"Avram Davidson - Or The Grasses Grow" - читать интересную книгу автора (Davidson Avram)

Or the Grasses
Grow

AVRAM DAVIDSON

About halfway along the narrow and ill-paved county road between Crosby and
Spanish Flats (all dips and hollows shimmering falsely like water in the heat
till you get right up close to them), the road to Tickisall Agency branches
off. No pretense of concrete or macadam-or even grading-deceives the chance or
rarely purposeful traveler. Federal, state, and county governments have better
things to do with their money: Tickisall pays no taxes, its handful of
residents have only recently been accorded the vote, and that grudgingly: an
out-of-state judge unexpectedly on the circuit. Man had no idea of the problem
involved. Courts going to hell anyway.
The sun-baked earth is cracked and riven. A few dirty sheep and a handful of
scrub cows share its scanty herbage with an occasional sway-backed horse or
stunted burro.

Here and there a gaunt automobile rests in the thin shadow of a board shack
and a child, startled doubtless by the smooth sound of a strange motor, runs
like a lizard through the dusty wastes to hide, and then to peer. Melon vines
dried past all hope of fruit lie in patches next to whispery, tindery
cornstalks.
And in the midst of all this, next to the only spring which never goes dry,
are the only painted buildings, the only decent buildings, in the area. In the
middle of the green lawn is a pole with the flag, and right behind the pole,
over the front door, the sign: U. S. BUREAU OF INDIAN AFFAIRS. TICKISALL
AGENCY. OFFICE OF THE SUPERINTENDENT.

Before Uncle Fox-Head sat a basket with four different kinds of clay, and next
to the basket was a medicine gourd full of water. The old man rolled the clay
between his moistened palms, singing in a low voice. Then he washed his hands
and sprinkled them with pollen. Then he took up the prayer sticks, made of
juniper (once there had been juniper trees on the Reservation, once there had
been many trees) and painted with the signs of Thunder, Sun, Moon, Rain,
Lightning; with the feathers tied to them-once there bad been birds, too . . .

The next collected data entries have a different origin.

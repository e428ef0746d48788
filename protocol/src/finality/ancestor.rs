//! Common-ancestor search.
//!
//! Walks parent links back from a candidate's parent until it lands on a
//! header that is on the canonical chain. Everything walked over on the way
//! is an already-stored side-chain header that becomes canonical too if the
//! candidate wins, so it is returned as the `branch`.

use tracing::trace;

use crate::error::{ChainError, ChainResult};
use crate::storage::{short_hash, Difficulty, Hash, Header, HeaderReader};

/// The most recent canonical header shared with a candidate.
#[derive(Debug, Clone, PartialEq, Eq)]
pub struct CommonAncestor {
    pub header: Header,
    pub total_difficulty: Difficulty,
    /// Stored non-canonical headers between the ancestor and the candidate's
    /// first new header, lowest first.
    pub branch: Vec<(u64, Hash)>,
}

impl CommonAncestor {
    pub fn number(&self) -> u64 {
        self.header.number
    }

    pub fn hash(&self) -> Hash {
        self.header.hash
    }
}

/// Find where the chain ending at `parent_hash` meets the canonical chain.
///
/// Fails with [`ChainError::UnknownAncestor`] if a parent link dangles, if
/// the walk reaches a foreign genesis, or if the meeting point would be
/// below `retained_from`.
pub fn find_common_ancestor<R: HeaderReader + ?Sized>(
    reader: &R,
    parent_hash: &Hash,
    retained_from: u64,
) -> ChainResult<CommonAncestor> {
    let unknown = || ChainError::UnknownAncestor {
        hash: *parent_hash,
        retained_from,
    };

    let mut cursor = reader.header_by_hash(parent_hash)?.ok_or_else(unknown)?;
    let mut branch = Vec::new();

    loop {
        if cursor.number < retained_from {
            return Err(unknown());
        }
        if reader.is_canonical(&cursor)? {
            break;
        }
        if cursor.is_genesis() {
            return Err(unknown());
        }
        branch.push((cursor.number, cursor.hash));
        cursor = reader.header_by_hash(&cursor.parent_hash)?.ok_or_else(unknown)?;
    }
    branch.reverse();

    let total_difficulty = reader
        .total_difficulty(&cursor.hash)?
        .ok_or(ChainError::MissingTotalDifficulty { hash: cursor.hash })?;

    trace!(
        number = cursor.number,
        hash = %short_hash(&cursor.hash),
        branch = branch.len(),
        "found common ancestor"
    );

    Ok(CommonAncestor {
        header: cursor,
        total_difficulty,
        branch,
    })
}
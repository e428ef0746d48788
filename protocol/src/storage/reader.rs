//! Read-side interface of the header and total-difficulty store.
//!
//! The finality components only ever look things up; they never write.
//! Keeping them generic over [`HeaderReader`] lets them run against the sled
//! store, a frozen snapshot, or a test double without caring which.

use super::db::DbResult;
use super::header::{Difficulty, Hash, Header};

pub trait HeaderReader {
    /// Look up any stored header, canonical or not.
    fn header_by_hash(&self, hash: &Hash) -> DbResult<Option<Header>>;

    /// Accumulated difficulty from genesis through the header with `hash`.
    fn total_difficulty(&self, hash: &Hash) -> DbResult<Option<Difficulty>>;

    /// Hash of the canonical header at `number`.
    fn canonical_hash(&self, number: u64) -> DbResult<Option<Hash>>;

    /// The canonical header at `number`.
    fn canonical_header(&self, number: u64) -> DbResult<Option<Header>> {
        match self.canonical_hash(number)? {
            Some(hash) => self.header_by_hash(&hash),
            None => Ok(None),
        }
    }

    /// `true` if `header` is on the canonical chain.
    fn is_canonical(&self, header: &Header) -> DbResult<bool> {
        Ok(self.canonical_hash(header.number)? == Some(header.hash))
    }
}
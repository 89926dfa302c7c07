// SPDX-License-Identifier: MPL-2.0

pub mod compose;
pub mod media;
mod repository;
mod types;

pub use compose::{ComposeError, Composer};
pub use media::{ImageAttachment, MediaError};
pub use repository::{PostRepository, RepositoryError};
pub use types::{
    ParseEnumError, Platform, PostDraft, PostId, PostPatch, ScheduledPost, ScheduledPosts, Tone,
};
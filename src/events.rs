// SPDX-License-Identifier: MPL-2.0

//! In-process publish/subscribe for state change announcements.
//!
//! Components that render the same stored records never share a parent state
//! container; instead they subscribe here and reload from the store when a
//! topic fires. Delivery is synchronous: every subscriber of a topic has run,
//! in subscription order, before [`EventBus::publish`] returns.

use std::cell::{Cell, RefCell};
use std::fmt;
use std::rc::{Rc, Weak};

#[derive(Debug, Clone, Copy, PartialEq, Eq, Hash)]
pub enum Topic {
    /// Session state changed (login or logout)
    AuthChange,
    /// Scheduled post list changed
    PostsUpdated,
    /// A stored key was changed through another store handle
    Storage,
}

impl Topic {
    pub fn name(self) -> &'static str {
        match self {
            Topic::AuthChange => "authChange",
            Topic::PostsUpdated => "postsUpdated",
            Topic::Storage => "storage",
        }
    }
}

impl fmt::Display for Topic {
    fn fmt(&self, f: &mut fmt::Formatter<'_>) -> fmt::Result {
        f.write_str(self.name())
    }
}

#[derive(Debug, Clone, PartialEq, Eq)]
pub enum AppEvent {
    AuthChange,
    PostsUpdated,
    /// Key of the record changed out of band
    Storage { key: String },
}

impl AppEvent {
    pub fn topic(&self) -> Topic {
        match self {
            AppEvent::AuthChange => Topic::AuthChange,
            AppEvent::PostsUpdated => Topic::PostsUpdated,
            AppEvent::Storage { .. } => Topic::Storage,
        }
    }
}

type Handler = Rc<dyn Fn(&AppEvent)>;

struct Subscriber {
    id: u64,
    topic: Topic,
    handler: Handler,
}

#[derive(Default)]
struct Registry {
    subscribers: RefCell<Vec<Subscriber>>,
    next_id: Cell<u64>,
}

impl Registry {
    fn remove(&self, id: u64) {
        self.subscribers.borrow_mut().retain(|s| s.id != id);
    }
}

/// Cheaply cloneable handle to one bus; clones share subscribers.
#[derive(Clone, Default)]
pub struct EventBus {
    registry: Rc<Registry>,
}

impl EventBus {
    pub fn new() -> Self {
        Self::default()
    }

    /// Register `handler` for `topic`. The handler stays registered until the
    /// returned [`Subscription`] is dropped or unsubscribed.
    #[must_use = "dropping the subscription unsubscribes the handler"]
    pub fn subscribe<F>(&self, topic: Topic, handler: F) -> Subscription
    where
        F: Fn(&AppEvent) + 'static,
    {
        let id = self.registry.next_id.get();
        self.registry.next_id.set(id + 1);

        self.registry.subscribers.borrow_mut().push(Subscriber {
            id,
            topic,
            handler: Rc::new(handler),
        });

        Subscription {
            id,
            registry: Rc::downgrade(&self.registry),
        }
    }

    /// Run every current subscriber of the event's topic.
    ///
    /// Handlers see a snapshot of the subscriber list, so they may publish or
    /// (un)subscribe themselves without affecting this delivery.
    pub fn publish(&self, event: AppEvent) {
        let topic = event.topic();
        let handlers: Vec<Handler> = self
            .registry
            .subscribers
            .borrow()
            .iter()
            .filter(|s| s.topic == topic)
            .map(|s| Rc::clone(&s.handler))
            .collect();

        tracing::trace!(%topic, subscribers = handlers.len(), "publish");
        for handler in handlers {
            handler(&event);
        }
    }
}

/// Keeps a handler registered; dropping it unsubscribes.
pub struct Subscription {
    id: u64,
    registry: Weak<Registry>,
}

impl Subscription {
    pub fn unsubscribe(self) {
        // Drop does the work
    }
}

impl Drop for Subscription {
    fn drop(&mut self) {
        if let Some(registry) = self.registry.upgrade() {
            registry.remove(self.id);
        }
    }
}
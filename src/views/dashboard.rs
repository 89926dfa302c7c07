// SPDX-License-Identifier: MPL-2.0

use crate::posts::{PostRepository, RepositoryError, ScheduledPost};
use chrono::{DateTime, Utc};
use unicode_segmentation::UnicodeSegmentation;

/// How many of the most recent posts show up in the activity feed
const RECENT_POSTS: usize = 3;
const SNIPPET_CHARS: usize = 30;

#[derive(Debug, Clone, PartialEq, Eq)]
pub struct Activity {
    pub id: String,
    pub title: String,
    /// `None` for the draft, which has no timestamp of its own
    pub at: Option<DateTime<Utc>>,
    pub details: String,
}

/// Everything the dashboard screen shows, derived from the store in one read
#[derive(Debug, Clone, PartialEq, Eq)]
pub struct DashboardSummary {
    pub scheduled_count: usize,
    pub drafts_count: usize,
    pub upcoming: Vec<ScheduledPost>,
    /// Newest first
    pub recent_activity: Vec<Activity>,
}

impl DashboardSummary {
    pub fn load(
        repo: &PostRepository,
        now: DateTime<Utc>,
        upcoming_limit: usize,
    ) -> Result<Self, RepositoryError> {
        let draft = repo.load_draft()?;
        let scheduled = repo.list_scheduled()?;
        let upcoming = repo.upcoming(now, upcoming_limit)?;

        let mut recent_activity = Vec::new();
        if draft.has_content() {
            recent_activity.push(Activity {
                id: "draft1".to_string(),
                title: "Draft Updated".to_string(),
                at: None,
                details: format!("Draft content: \"{}...\"", snippet(&draft.content)),
            });
        }

        let skip = scheduled.len().saturating_sub(RECENT_POSTS);
        for post in scheduled.iter().skip(skip) {
            recent_activity.push(Activity {
                id: format!("sch{}", post.id),
                title: format!("Post Scheduled ({})", post.platform),
                at: Some(post.scheduled_at),
                details: format!("Content: \"{}...\"", snippet(&post.content)),
            });
        }
        recent_activity.reverse();

        Ok(Self {
            scheduled_count: scheduled.len(),
            drafts_count: usize::from(draft.has_content()),
            upcoming,
            recent_activity,
        })
    }
}

fn snippet(text: &str) -> String {
    text.graphemes(true).take(SNIPPET_CHARS).collect()
}
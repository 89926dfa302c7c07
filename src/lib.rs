// SPDX-License-Identifier: MPL-2.0

//! Local-first content planner.
//!
//! All state lives in a key-value store as whole JSON records under fixed
//! keys. Components never share in-memory state; they announce changes on an
//! [`events::EventBus`] and re-read the store when notified, including when
//! another handle on the same store changed something.

pub mod app;
pub mod clock;
pub mod config;
pub mod events;
pub mod posts;
pub mod state;
pub mod store;
pub mod validation;
pub mod views;

pub use app::{App, AppError};
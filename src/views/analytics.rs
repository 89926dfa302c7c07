// SPDX-License-Identifier: MPL-2.0

//! Simulated analytics. The numbers are random placeholders scaled by the
//! number of scheduled posts; nothing is measured.

use rand::Rng;

#[derive(Debug, Clone, Copy, PartialEq)]
pub struct AnalyticsSnapshot {
    pub posts_published: usize,
    pub total_reach: u64,
    /// Percent, one decimal place
    pub engagement_rate: f64,
    /// Percent change
    pub reach_trend: i32,
    /// Percentage points, one decimal place
    pub engagement_trend: f64,
    pub posts_trend: i32,
}

impl AnalyticsSnapshot {
    pub fn simulate<R: Rng>(posts_published: usize, rng: &mut R) -> Self {
        // Each post reaches 100-600 people
        let total_reach = posts_published as u64 * rng.random_range(100..600u64);
        let engagement_rate = if posts_published > 0 {
            round1(rng.random_range(1.0..6.0))
        } else {
            0.0
        };

        Self {
            posts_published,
            total_reach,
            engagement_rate,
            reach_trend: rng.random_range(-10..10),
            engagement_trend: round1(rng.random_range(-1.0..1.0)),
            posts_trend: rng.random_range(-2..3),
        }
    }
}

fn round1(value: f64) -> f64 {
    (value * 10.0).round() / 10.0
}

/// Trend label as shown next to a metric, e.g. `+4%`, `-0.3%` or `~0%`
pub fn format_trend(value: f64, unit: &str) -> String {
    if value == 0.0 {
        format!("~0{unit}")
    } else if value > 0.0 {
        format!("+{value}{unit}")
    } else {
        format!("{value}{unit}")
    }
}

#[cfg(test)]
mod tests {
    use super::*;
    use rand::SeedableRng;
    use rand::rngs::StdRng;

    #[test]
    fn test_no_posts_means_no_reach() {
        let mut rng = StdRng::seed_from_u64(7);
        let snapshot = AnalyticsSnapshot::simulate(0, &mut rng);
        assert_eq!(snapshot.total_reach, 0);
        assert_eq!(snapshot.engagement_rate, 0.0);
    }

    #[test]
    fn test_values_stay_in_range() {
        let mut rng = StdRng::seed_from_u64(42);
        for posts in 1..50 {
            let s = AnalyticsSnapshot::simulate(posts, &mut rng);
            let per_post = s.total_reach / posts as u64;
            assert!((100..600).contains(&per_post));
            assert!((1.0..=6.0).contains(&s.engagement_rate));
            assert!((-10..10).contains(&s.reach_trend));
            assert!((-1.0..=1.0).contains(&s.engagement_trend));
            assert!((-2..3).contains(&s.posts_trend));
        }
    }

    #[test]
    fn test_trend_labels() {
        assert_eq!(format_trend(4.0, "%"), "+4%");
        assert_eq!(format_trend(-0.3, "%"), "-0.3%");
        assert_eq!(format_trend(0.0, " posts"), "~0 posts");
        assert_eq!(format_trend(-0.0, "%"), "~0%");
    }
}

Oh, people-of-the-Hidden-Places,
Oh, take our message to the Hidden Places,
Swiftly, swiftly, now,

the old man chanted, shaking the medicine sticks.

Oh, you Swift Ones, People-with-no-legs,
Take our message to the People-with-no-bodies,
Swiftly, swiftly, now . . .

The old man's skin was like a cracked, worn moccasin. With his turkey-claw
hand he took up the gourd rattle, shook it: west~ south, up, down, east north.